The big fat ethical eggs we laid in sowing our wild oats now make our nights seem endless - there’s so Much less daylight in those nights, now, than in the seventies, when Jim Morrison tried to “set the night on Fire!”
Sorry, folks, for all these groaners.
I’ll never walk the straight and narrow path.
You see, old age is a time for summing up:
And as it was for Maugham, it's time to flatten my inner life into bald facts...
Living somewhere between testosterone and death.
Guess I’ll always be a Reacher, like my dear late friend Barb…
Not a very interesting book for me. I found the humour a bit forced and the whole book a bit patronising. I borrowed it from a friend who loves it, but we're all different!
I love the light hearted attempt to show the funnier side of life. Menopause is not for the faint of heart. I did read this book when I was much younger, but it really hits home now! It is a great vacation or leisure read.
This book has been around for a long time but I hadn’t read it. I took it as an extra book on vacation and had time to read it at night and on the airplane. It was an easy, fun, laugh out loud book!
Nice, refreshing book.
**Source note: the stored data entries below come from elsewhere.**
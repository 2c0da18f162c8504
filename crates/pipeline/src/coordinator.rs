//! Pipeline coordinator
//!
//! Composes extraction, mapping derivation, response transformation, and
//! load per survey, aggregates per-survey and batch-level outcomes, and
//! runs the two-phase full pipeline with its phase-1 short-circuit.

use crate::extract::{DefinitionsExtract, ExtractionService, PollPolicy};
use crate::load::LoadService;
use crate::mappings::derive_field_mappings;
use crate::responses::{ResponseTransformer, TransformOutcome};
use crate::results::{
    BatchSummary, MappingsResult, PipelineReport, ResponsesResult, SurveyTransformResult,
    TransformBatchResult,
};
use qualtrics_etl_common::db::{DbPool, Repository};
use qualtrics_etl_common::errors::{AppError, Result};
use qualtrics_etl_common::qualtrics::QualtricsApi;
use qualtrics_etl_common::ExtractStore;
use std::collections::BTreeMap;
use std::sync::Arc;
use tracing::{error, info, instrument};
use uuid::Uuid;

/// Pipeline coordinator
pub struct PipelineCoordinator {
    repository: Repository,
    extraction: ExtractionService,
    transformer: ResponseTransformer,
    loader: LoadService,
}

impl PipelineCoordinator {
    pub fn new(
        pool: DbPool,
        client: Arc<dyn QualtricsApi>,
        store: ExtractStore,
        poll: PollPolicy,
    ) -> Self {
        let repository = Repository::new(pool);

        Self {
            extraction: ExtractionService::new(
                repository.clone(),
                client,
                store.clone(),
                poll,
            ),
            transformer: ResponseTransformer::new(repository.clone(), store),
            loader: LoadService::new(repository.clone()),
            repository,
        }
    }

    /// The extraction orchestrator this coordinator drives
    pub fn extraction(&self) -> &ExtractionService {
        &self.extraction
    }

    // ========================================================================
    // Transform and Load
    // ========================================================================

    /// Transform and load every active survey, optionally organisation-scoped
    pub async fn transform_all_surveys(
        &self,
        organisation_id: Option<Uuid>,
        force_mappings_update: bool,
    ) -> Result<TransformBatchResult> {
        let ids = self
            .repository
            .list_active_survey_ids(organisation_id)
            .await?;
        if ids.is_empty() {
            return Err(AppError::NoSurveysFound);
        }

        Ok(self.transform_surveys(&ids, force_mappings_update).await)
    }

    /// Transform and load an explicit set of survey ids
    pub async fn transform_specific_surveys(
        &self,
        ids: &[String],
        force_mappings_update: bool,
    ) -> Result<TransformBatchResult> {
        if ids.is_empty() {
            return Err(AppError::Validation {
                message: "survey_ids must not be empty".to_string(),
                field: Some("survey_ids".to_string()),
            });
        }

        Ok(self.transform_surveys(ids, force_mappings_update).await)
    }

    /// Sequential per-survey processing with independent failure isolation
    async fn transform_surveys(
        &self,
        ids: &[String],
        force_mappings_update: bool,
    ) -> TransformBatchResult {
        let mut summary = BatchSummary::default();
        let mut surveys = BTreeMap::new();

        for survey_id in ids {
            let result = self.process_survey(survey_id, force_mappings_update).await;
            summary.record(result.success);
            surveys.insert(survey_id.clone(), result);
        }

        info!(
            total = summary.total,
            successful = summary.successful,
            failed = summary.failed,
            "Batch transform-and-load complete"
        );

        TransformBatchResult { summary, surveys }
    }

    /// Run both tracks for one survey; a mapping failure does not block
    /// response processing, but overall success requires both.
    #[instrument(skip(self))]
    async fn process_survey(
        &self,
        survey_id: &str,
        force_mappings_update: bool,
    ) -> SurveyTransformResult {
        let mappings = match self.process_mappings(survey_id, force_mappings_update).await {
            Ok(result) => result,
            Err(e) => {
                error!(survey_id = %survey_id, error = %e, "Mapping processing failed");
                MappingsResult::Failed {
                    error: e.to_string(),
                }
            }
        };

        let responses = match self.process_responses(survey_id).await {
            Ok(result) => result,
            Err(e) => {
                error!(survey_id = %survey_id, error = %e, "Response processing failed");
                ResponsesResult::Failed {
                    error: e.to_string(),
                }
            }
        };

        SurveyTransformResult {
            success: mappings.succeeded() && responses.succeeded(),
            mappings,
            responses,
        }
    }

    /// Extract definitions if needed, derive the mapping tables, load them
    async fn process_mappings(
        &self,
        survey_id: &str,
        force_mappings_update: bool,
    ) -> Result<MappingsResult> {
        match self
            .extraction
            .extract_survey_definitions(survey_id, force_mappings_update)
            .await?
        {
            DefinitionsExtract::Skipped => Ok(MappingsResult::Skipped {
                reason: "mappings already exist".to_string(),
            }),
            DefinitionsExtract::Extracted(definitions) => {
                let derived = derive_field_mappings(&definitions.questions);
                self.loader
                    .load_survey_mappings(
                        survey_id,
                        &definitions.survey_name,
                        &derived,
                        force_mappings_update,
                    )
                    .await
            }
        }
    }

    /// Transform the latest extract and load the resulting rows
    async fn process_responses(&self, survey_id: &str) -> Result<ResponsesResult> {
        match self.transformer.transform_survey_responses(survey_id).await? {
            TransformOutcome::SkippedDuplicate { file_hash } => {
                Ok(ResponsesResult::SkippedDuplicate { file_hash })
            }
            TransformOutcome::Transformed {
                records,
                transformed,
                total_source,
            } => {
                let load = self
                    .loader
                    .load_survey_responses(survey_id, records, true)
                    .await?;

                Ok(ResponsesResult::Loaded {
                    deleted: load.deleted,
                    inserted: load.inserted,
                    total_source,
                    transformed,
                })
            }
        }
    }

    // ========================================================================
    // Full Pipeline
    // ========================================================================

    /// Two-phase pipeline: extract everything, then transform and load
    ///
    /// A failing extract phase skips the transform phase entirely and
    /// reports overall failure with the phase-1 detail attached.
    #[instrument(skip(self))]
    pub async fn full_pipeline(
        &self,
        survey_ids: Option<Vec<String>>,
        organisation_id: Option<Uuid>,
        force_mappings_update: bool,
    ) -> Result<PipelineReport> {
        info!("Starting full pipeline");

        let extract_phase = match &survey_ids {
            Some(ids) => self.extraction.extract_specific_surveys(ids).await?,
            None => self.extraction.extract_all_surveys(organisation_id).await?,
        };

        if !extract_phase.success() {
            error!(
                failed = extract_phase.summary.failed,
                "Extract phase failed, skipping transform phase"
            );
            return Ok(PipelineReport {
                overall_success: false,
                extract_phase,
                transform_phase: None,
            });
        }

        let transform_phase = match &survey_ids {
            Some(ids) => {
                self.transform_specific_surveys(ids, force_mappings_update)
                    .await?
            }
            None => {
                self.transform_all_surveys(organisation_id, force_mappings_update)
                    .await?
            }
        };

        let overall_success = transform_phase.success();
        info!(overall_success, "Full pipeline complete");

        Ok(PipelineReport {
            overall_success,
            extract_phase,
            transform_phase: Some(transform_phase),
        })
    }
}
I had it in my car ready for "waiting time reading" since you can leave it for several days without having to remember any plot. Really enjoyed it.
I enjoyed this book. It speaks into this phase of middle age in which I find myself. Having just read "Laughter from Heaven," there was a touch of redundancy in the final chapter.
As with all of Barbara's contributions, full of humour (some black, mostly white)...but heartfelt and yet never appearing anywhere near corny.. Her natural gift of humour and creative optomism (as opposed to just positive thinking), addresses huge issues in life in a surprising and unpredictable way. Proud to say I "knew her when". When she came alongside me and my family in very significant times and before the books were written, she walked the talk! Sorely missed. Most other people of her ilk are way too "precious" with their beliefs.
Barbara Johnson has filled this book with funny stories that she has collected over the years. Some of them are truly hilarious. I caught myself laughing out loud several times. If you have read her other books, she does repeat some stories. I'm not a big humorous book fan, and so I gave this a three. Still I did like it, just not my type of genre.
Barbara Johnson has once again given me hours of laugh out humor as I read Living Somewhere. Her quick and clean humor is refreshing as she pokes fun at aging and all that goes with it. I would recommend this to any woman over 30 or knows one. I doubt men would really "get" most of the humor which is why Barbara put a "For women only" sticker on the front!
It's not my favorite book, but I read it cover-to-cover. Barbara Johnson has used a lot of quotes in this book also. And as an avid reader, I had read many of them earlier so it seemed repetitous to me.
Very entertaining, witty and funny. Read it even though you're still far from living somewhere between estrogen and death. Even if I'm still young, I appreciate this book.